At first, Morgan thought the holes were too symmetrical to be
the work of animals, but that was before he remembered the nearly
identical nests that Sulon's flatwings liked to construct and
realized his assumption was wrong. He had no reason to believe that
sentients were associated with the holes, but that was the way it
felt. Such feelings Morgan had fought to suppress his entire adult
life.
Morgan had always been aware of the Force. As a child, with no
one to guide his actions, he had used his abilities to animate toys,
to entertain his baby sister, to nudge people in the direction he
wanted them to go and, finally, in an act that changed the rest of
his life, to push a bully off balance. Not much, just a little, so
his first blow would be more effective. And the stratagem had worked.
How could Morgan know that the bully would stagger backward? Would
trip over a root? Would fall ten meters to the rocks below? Would die
as a result?
No one knew what had actually taken place that day, and no one
ever would, except for Morgan.

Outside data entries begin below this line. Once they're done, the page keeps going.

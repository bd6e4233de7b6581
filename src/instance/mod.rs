//! # Server instances: classification and per-instance state.
//!
//! - [`ServerKind`] — static (persistent) vs. dynamic (ephemeral)
//! - [`ServerStatus`] — the lifecycle state machine with total-match predicates
//! - [`ServerInstance`] — one backend server: process handle, players, health
//! - [`SpawnOptions`] — caller overrides for dynamic spawning

mod instance;
mod status;

pub use instance::{ServerInstance, SpawnOptions};
pub use status::{ServerKind, ServerStatus};
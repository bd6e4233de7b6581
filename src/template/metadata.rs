//! # Template manifest, loaded from `template.yml`.
//!
//! Every recognised field is optional on disk; absent fields take the
//! documented defaults so a bare template directory is still runnable.

use std::collections::HashMap;
use std::path::Path;

use serde::{Deserialize, Serialize};

use crate::error::Result;

/// Manifest filename inside a template directory.
pub const MANIFEST_FILE: &str = "template.yml";

fn default_type() -> String {
    "minigame".to_string()
}

fn default_max_players() -> u32 {
    16
}

fn default_memory() -> String {
    "2G".to_string()
}

fn default_world_reset() -> bool {
    true
}

fn default_graceful_timeout() -> u64 {
    30
}

fn default_server_jar() -> String {
    "HytaleServer.jar".to_string()
}

fn default_respawn_location() -> HashMap<String, f64> {
    HashMap::from([
        ("x".to_string(), 0.0),
        ("y".to_string(), 64.0),
        ("z".to_string(), 0.0),
    ])
}

/// Metadata for a server template.
///
/// Contains everything needed to spawn a dynamic server from the template.
#[derive(Debug, Clone, Deserialize, Serialize)]
#[serde(rename_all = "camelCase", default)]
pub struct TemplateMetadata {
    /// Template name; falls back to the directory name when absent.
    pub name: Option<String>,
    /// Free-form category, e.g. "minigame".
    #[serde(rename = "type", default = "default_type")]
    pub kind: String,
    /// Prefix for generated server ids; see [`effective_prefix`](Self::effective_prefix).
    pub server_id_prefix: Option<String>,
    /// Default maximum player capacity.
    #[serde(default = "default_max_players")]
    pub max_players: u32,
    /// JVM heap size, e.g. "2G".
    #[serde(default = "default_memory")]
    pub memory_allocation: String,
    /// Reset world state when the instance shuts down.
    #[serde(default = "default_world_reset")]
    pub world_reset_on_shutdown: bool,
    /// Seconds the child gets to exit on its own before forced kill.
    #[serde(default = "default_graceful_timeout")]
    pub graceful_shutdown_timeout: u64,
    /// Default respawn coordinates.
    #[serde(default = "default_respawn_location")]
    pub respawn_location: HashMap<String, f64>,
    /// Server executable filename inside the template.
    #[serde(default = "default_server_jar")]
    pub server_jar: String,
    /// Server arguments; when empty the standard defaults apply.
    pub startup_args: Vec<String>,
}

impl Default for TemplateMetadata {
    fn default() -> Self {
        Self {
            name: None,
            kind: default_type(),
            server_id_prefix: None,
            max_players: default_max_players(),
            memory_allocation: default_memory(),
            world_reset_on_shutdown: default_world_reset(),
            graceful_shutdown_timeout: default_graceful_timeout(),
            respawn_location: default_respawn_location(),
            server_jar: default_server_jar(),
            startup_args: Vec::new(),
        }
    }
}

impl TemplateMetadata {
    /// Loads a manifest from disk.
    pub fn load(path: &Path) -> Result<Self> {
        let raw = std::fs::read_to_string(path)?;
        let metadata: TemplateMetadata = serde_yaml::from_str(&raw)?;
        Ok(metadata)
    }

    /// Writes the manifest to disk, creating parent directories.
    pub fn save(&self, path: &Path) -> Result<()> {
        if let Some(parent) = path.parent() {
            std::fs::create_dir_all(parent)?;
        }
        std::fs::write(path, serde_yaml::to_string(self)?)?;
        Ok(())
    }

    /// Synthesises defaults for a template directory without a manifest.
    pub fn defaults_for(name: &str) -> Self {
        Self {
            name: Some(name.to_string()),
            server_id_prefix: Some(name.to_lowercase()),
            ..Self::default()
        }
    }

    /// The effective prefix for generated server ids: the explicit prefix,
    /// else the lower-cased name with non-alphanumerics folded to `-`,
    /// else "server".
    pub fn effective_prefix(&self) -> String {
        if let Some(prefix) = self.server_id_prefix.as_deref() {
            if !prefix.is_empty() {
                return prefix.to_string();
            }
        }
        if let Some(name) = self.name.as_deref() {
            if !name.is_empty() {
                return name
                    .to_lowercase()
                    .chars()
                    .map(|c| if c.is_ascii_alphanumeric() { c } else { '-' })
                    .collect();
            }
        }
        "server".to_string()
    }
}

#[cfg(test)]
mod tests {
    use super::*;

    #[test]
    fn empty_document_takes_defaults() {
        let md: TemplateMetadata = serde_yaml::from_str("{}").unwrap();
        assert_eq!(md.max_players, 16);
        assert_eq!(md.memory_allocation, "2G");
        assert!(md.world_reset_on_shutdown);
        assert_eq!(md.graceful_shutdown_timeout, 30);
        assert_eq!(md.server_jar, "HytaleServer.jar");
        assert_eq!(md.respawn_location.get("y"), Some(&64.0));
    }

    #[test]
    fn manifest_fields_override_defaults() {
        let md: TemplateMetadata = serde_yaml::from_str(
            r#"
name: Bedwars
serverIdPrefix: bw
maxPlayers: 8
memoryAllocation: 4G
gracefulShutdownTimeout: 10
startupArgs: ["--assets", "Assets.zip"]
"#,
        )
        .unwrap();
        assert_eq!(md.name.as_deref(), Some("Bedwars"));
        assert_eq!(md.effective_prefix(), "bw");
        assert_eq!(md.max_players, 8);
        assert_eq!(md.graceful_shutdown_timeout, 10);
        assert_eq!(md.startup_args.len(), 2);
    }

    #[test]
    fn prefix_falls_back_to_folded_name() {
        let md: TemplateMetadata = serde_yaml::from_str("name: Sky Wars 2").unwrap();
        assert_eq!(md.effective_prefix(), "sky-wars-2");

        let bare = TemplateMetadata::default();
        assert_eq!(bare.effective_prefix(), "server");
    }

    #[test]
    fn defaults_for_seeds_name_and_prefix() {
        let md = TemplateMetadata::defaults_for("BedWars");
        assert_eq!(md.name.as_deref(), Some("BedWars"));
        assert_eq!(md.effective_prefix(), "bedwars");
    }
}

And what he knew, or thought he knew,
was that he was too weak, too flawed to be trusted with such an
ability, a talent that never ceased to plague him, to convey
information he didn't want to receive, to remind him of that terrible
day.
Suddenly paranoid, Morgan looked up and scanned the horizon.
The desert shimmered and, with the exception of a single wind rider,
was empty of life. Or so it appeared. But the Force said otherwise.
Morgan returned to his skimmer, his steps not quite as
deliberate as he would have liked them to be, and was pleased to see
everything just as he'd left it. The decision to abandon the original
plan and travel during the worst part of the day suddenly seemed
natural.
The next few hours were as unpleasant as the first few had been
pleasant. In following the roadbed, Morgan was forced to face the
sun. The goggles helped but failed to eliminate the glare. The sun
screen provided shade but couldn't counter the heat.
Still, time passed, and the kilometers unwound. Sunset found
Morgan at the point where the desert gathered itself into dunes. The
road had disappeared by then, lost below tons of drifting sand.
Morgan steered the floater between a pair of wind-sculpted mounds,
found a U-shaped harbor, and brought the vehicle to a stop.
The Rebel knew there might be, and probably were, better
camping sites back in the foothills, but finding them in the dark
would be difficult if not impossible, and he was tired.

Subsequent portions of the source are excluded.